The opening scene of the newest Indiana Jones film is set in Nevada in 1957, possibly during Operation Plumbbob, an actual nuclear-test series in which the U.S. measured the response of humans and physical structures to nuclear blasts. Satellite images give a hint of what’s left: a pockmarked brown landscape of craters and broken buildings. There are smashed reinforced-concrete domes, shattered windows, as well as iron rails and bridges that the heat and explosion have twisted. It looks, I am told, like a place where Superman (or perhaps Uri Geller) had given himself over to a fit of rage.

Satellite images can convey only so much. If you want to see the destruction for yourself — the Department of Energy runs tours — you are in the good company of defense reporters Nathan Hodge and Sharon Weinberger. Their book combines travelogue, history, and science reporting, and offers a splendid introduction to the array of nuclear facilities around the world. A married couple, they visit the Nevada Test Site in person, drop in at nuclear labs around the U.S. and in Russia, Kazakhstan, and Iran, and get as close as they can to the secret bunkers and bases to which war-planners intended to retreat if actual nuclear war broke out. At the Greenbrier, a fancy resort in West Virginia, Hodge and Weinberger tour a 112,000-square foot facility built to house Congress during nuclear war. The authors point out that these facilities, like many others, have always existed in vain, since the Soviets could deliver nuclear warheads so fast that most of our elected officials would be burnt alive or irradiated long before they could reach the safety of Appalachia.

At most of the sites, there’s not much left to see. The nuclear facilities turn out to be decrepit and decaying, in spirit if not in function. Now that the danger of mutually assured destruction looks more remote — even as the danger of dirty bombs and loose-nukes increases — the scientists and soldiers who man our arsenals seem to have absorbed dangerous levels of existential angst. (One says that the military personnel who work with the weapons felt “emasculated” by the post-Cold War peace dividend, which included having their launch-keys taken away.) What role could thermonuclear weapons have in an age of asymmetric threats? The only state actor that would conceivably want to lob a nuke at the U.S. is North Korea, and they’ve barely managed to produce a bomb that works at all, much less a missile that can deliver it. And although they authors do describe surprisingly small tactical weapons — including a backpack-bomb that the U.S. trained its soldiers to use in suicide missions — they concentrate overwhelmingly on the weapons of mass death that would be useless against most modern threats.

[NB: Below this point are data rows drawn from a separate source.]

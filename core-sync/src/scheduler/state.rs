//! Scheduler lifecycle.
//!
//! ```text
//! Uninitialized ──initialize──> Scheduled ──begin_run──> Running
//!                                   ^                       │
//!                                   └──────finish_run───────┘
//! ```
//!
//! Owned by the scheduler actor and only advanced from its message loop.

use super::messages::{SchedulerError, TickOutcome};
use crate::fleet::FleetRunId;

#[derive(Debug, Clone, Copy, PartialEq, Eq, Default)]
pub enum SchedulerState {
    #[default]
    Uninitialized,
    Scheduled,
    Running(FleetRunId),
}

impl SchedulerState {
    pub fn as_str(&self) -> &'static str {
        match self {
            SchedulerState::Uninitialized => "uninitialized",
            SchedulerState::Scheduled => "scheduled",
            SchedulerState::Running(_) => "running",
        }
    }

    pub fn running_run(&self) -> Option<FleetRunId> {
        match self {
            SchedulerState::Running(run_id) => Some(*run_id),
            _ => None,
        }
    }

    pub fn initialize(&mut self) -> Result<(), SchedulerError> {
        self.transition(SchedulerState::Scheduled, matches!(self, SchedulerState::Uninitialized))
    }

    pub fn begin_run(&mut self, run_id: FleetRunId) -> Result<(), SchedulerError> {
        self.transition(SchedulerState::Running(run_id), matches!(self, SchedulerState::Scheduled))
    }

    /// Claim the scheduler for a new pass.
    ///
    /// Reports the pass already in flight instead of starting another, and
    /// [`TickOutcome::Skipped`] when the scheduler is not initialized.
    pub fn start_pass(&mut self) -> TickOutcome {
        if let Some(running) = self.running_run() {
            return TickOutcome::Suppressed { running };
        }
        let run_id = FleetRunId::new();
        match self.begin_run(run_id) {
            Ok(()) => TickOutcome::Started(run_id),
            Err(_) => TickOutcome::Skipped,
        }
    }

    /// Finish the pass `run_id`. A stale id is rejected.
    pub fn finish_run(&mut self, run_id: FleetRunId) -> Result<(), SchedulerError> {
        self.transition(SchedulerState::Scheduled, *self == SchedulerState::Running(run_id))
    }

    fn transition(&mut self, to: SchedulerState, allowed: bool) -> Result<(), SchedulerError> {
        if !allowed {
            return Err(SchedulerError::InvalidTransition {
                from: self.as_str(),
                to: to.as_str(),
            });
        }
        *self = to;
        Ok(())
    }
}
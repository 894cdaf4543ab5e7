//! # Account Binder
//!
//! Binds a local account to an external identity.
//!
//! ## Overview
//!
//! A bind request carries a raw token. The binder asks the external service
//! who the token belongs to, then seals and stores it together with that
//! external id. Binding an already bound account replaces the token and
//! external id (re-binding); derived data is left alone until the next sync.
//!
//! ```text
//! bind(local, token)
//!   └─ fetch_viewer(token)  ── rejected ──> AuthError::AuthInvalid
//!        └─ vault.set_token(local, viewer.id, token)
//!             └─ AccountEvent::Bound | AccountEvent::Rebound
//! ```

use crate::error::{AuthError, Result};
use crate::vault::{AccessToken, CredentialVault};
use bridge_traits::{BridgeError, ExternalAccountId, MediaListProvider, Viewer};
use core_library::{LocalAccountId, UpsertOutcome};
use core_runtime::events::{AccountEvent, CoreEvent, EventBus};
use std::sync::Arc;
use std::time::Duration;
use tokio::time::timeout;
use tracing::{error, info, instrument, warn};

/// Result of a successful bind.
#[derive(Debug, Clone, PartialEq, Eq)]
pub struct BindOutcome {
    pub viewer: Viewer,
    /// An existing binding was replaced
    pub rebound: bool,
}

pub struct AccountBinder {
    vault: Arc<CredentialVault>,
    provider: Arc<dyn MediaListProvider>,
    event_bus: EventBus,
    request_timeout: Duration,
}

impl AccountBinder {
    pub fn new(
        vault: Arc<CredentialVault>,
        provider: Arc<dyn MediaListProvider>,
        event_bus: EventBus,
        request_timeout: Duration,
    ) -> Self {
        Self {
            vault,
            provider,
            event_bus,
            request_timeout,
        }
    }

    /// Validate `raw_token` against the external service and store it.
    ///
    /// # Errors
    ///
    /// - [`AuthError::AuthInvalid`] when the token is empty or rejected
    /// - [`AuthError::Timeout`] / [`AuthError::Provider`] when the service
    ///   could not answer
    #[instrument(skip(self, raw_token), fields(local_id = %local_id))]
    pub async fn bind(&self, local_id: &LocalAccountId, raw_token: AccessToken) -> Result<BindOutcome> {
        if raw_token.expose().trim().is_empty() {
            return Err(AuthError::AuthInvalid("Invalid token".to_string()));
        }

        let viewer = self.resolve_viewer(&raw_token).await?;
        let external_id = ExternalAccountId::new(viewer.id);

        let outcome = self.vault.set_token(local_id, external_id, &raw_token).await?;
        let rebound = outcome == UpsertOutcome::Updated;

        let event = if rebound {
            AccountEvent::Rebound {
                local_id: local_id.to_string(),
                external_id: viewer.id,
            }
        } else {
            AccountEvent::Bound {
                local_id: local_id.to_string(),
                external_id: viewer.id,
            }
        };
        let _ = self.event_bus.emit(CoreEvent::Account(event));

        info!(external_id = viewer.id, rebound, "Account bound");
        Ok(BindOutcome { viewer, rebound })
    }

    async fn resolve_viewer(&self, token: &AccessToken) -> Result<Viewer> {
        match timeout(self.request_timeout, self.provider.fetch_viewer(token.expose())).await {
            Ok(Ok(viewer)) => Ok(viewer),
            Ok(Err(BridgeError::Unauthorized(reason))) => {
                warn!(reason = %reason, "Token rejected by external service");
                Err(AuthError::AuthInvalid("Invalid token".to_string()))
            }
            Ok(Err(BridgeError::Timeout(reason))) => {
                error!(reason = %reason, "Viewer lookup timed out in transport");
                Err(AuthError::Timeout {
                    operation: "viewer lookup".to_string(),
                    after: self.request_timeout,
                })
            }
            Ok(Err(e)) => {
                error!(error = %e, "Viewer lookup failed");
                Err(AuthError::Provider(e.to_string()))
            }
            Err(_) => {
                error!(timeout = ?self.request_timeout, "Viewer lookup timed out");
                Err(AuthError::Timeout {
                    operation: "viewer lookup".to_string(),
                    after: self.request_timeout,
                })
            }
        }
    }
}

#[cfg(test)]
mod tests {
    use super::*;
    use crate::sealed_box::{AesGcmSealedBox, EncryptionKey};
    use async_trait::async_trait;
    use bridge_traits::error::Result as BridgeResult;
    use bridge_traits::{MediaKind, MediaListCollection, SystemClock};
    use core_library::db::create_test_pool;
    use core_library::SqliteAccountRepository;
    use mockall::mock;

    mock! {
        Provider {}

        #[async_trait]
        impl MediaListProvider for Provider {
            async fn fetch_viewer(&self, token: &str) -> BridgeResult<Viewer>;
            async fn fetch_media_collection(
                &self,
                external_id: ExternalAccountId,
                kind: MediaKind,
                token: &str,
            ) -> BridgeResult<Option<MediaListCollection>>;
        }
    }

    async fn binder(provider: MockProvider) -> (Arc<CredentialVault>, AccountBinder, EventBus) {
        let vault = Arc::new(CredentialVault::new(
            Arc::new(SqliteAccountRepository::new(create_test_pool().await.unwrap())),
            Arc::new(AesGcmSealedBox::new(&EncryptionKey::generate())),
            Arc::new(SystemClock),
        ));
        let bus = EventBus::new(16);
        let binder = AccountBinder::new(
            vault.clone(),
            Arc::new(provider),
            bus.clone(),
            Duration::from_millis(200),
        );
        (vault, binder, bus)
    }

    #[tokio::test]
    async fn test_bind_then_rebind() {
        let mut provider = MockProvider::new();
        provider.expect_fetch_viewer().returning(|token| {
            let id = if token == "first" { 10 } else { 11 };
            Ok(Viewer {
                id,
                name: "hina".to_string(),
            })
        });
        let (vault, binder, bus) = binder(provider).await;
        let mut events = bus.subscribe();
        let id = LocalAccountId::new("3001");

        let first = binder.bind(&id, AccessToken::new("first")).await.unwrap();
        assert!(!first.rebound);
        assert_eq!(
            events.recv().await.unwrap(),
            CoreEvent::Account(AccountEvent::Bound {
                local_id: "3001".to_string(),
                external_id: 10
            })
        );

        let second = binder.bind(&id, AccessToken::new("second")).await.unwrap();
        assert!(second.rebound);
        assert!(matches!(
            events.recv().await.unwrap(),
            CoreEvent::Account(AccountEvent::Rebound { external_id: 11, .. })
        ));

        let creds = vault.get_token(&id).await.unwrap();
        assert_eq!(creds.external_id, ExternalAccountId::new(11));
        assert_eq!(creds.token.expose(), "second");
    }

    #[tokio::test]
    async fn test_rejected_token_stores_nothing() {
        let mut provider = MockProvider::new();
        provider
            .expect_fetch_viewer()
            .returning(|_| Err(BridgeError::Unauthorized("401".to_string())));
        let (vault, binder, _) = binder(provider).await;
        let id = LocalAccountId::new("3001");

        let err = binder.bind(&id, AccessToken::new("bad")).await.unwrap_err();
        assert!(matches!(err, AuthError::AuthInvalid(_)));
        assert!(vault.external_id(&id).await.unwrap().is_none());
    }

    #[tokio::test]
    async fn test_empty_token_is_rejected_without_calling_provider() {
        let mut provider = MockProvider::new();
        provider.expect_fetch_viewer().never();
        let (_, binder, _) = binder(provider).await;

        let err = binder
            .bind(&"3001".into(), AccessToken::new("   "))
            .await
            .unwrap_err();
        assert!(matches!(err, AuthError::AuthInvalid(_)));
    }

    #[tokio::test]
    async fn test_transport_failure_is_not_auth_invalid() {
        let mut provider = MockProvider::new();
        provider
            .expect_fetch_viewer()
            .returning(|_| Err(BridgeError::OperationFailed("502".to_string())));
        let (_, binder, _) = binder(provider).await;

        let err = binder
            .bind(&"3001".into(), AccessToken::new("tok"))
            .await
            .unwrap_err();
        assert!(matches!(err, AuthError::Provider(_)));
        assert!(!err.requires_rebind());
    }
}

The authors say they are neither pro- nor anti-nuke, but it’s clear from their account that they’re skeptical of the nuclear arsenal. It is, at least, heartening to remember just how much less frightening the world is today, now that nuclear-annihilation is exceedingly unlikely. The government once treated as classified the number of toilet-paper rolls used by Oak Ridge National Laboratory, lest the Soviets figure out the population of scientists who worked there. That level of secrecy would seem paranoid or even crazy if practiced today, and for that we should be grateful.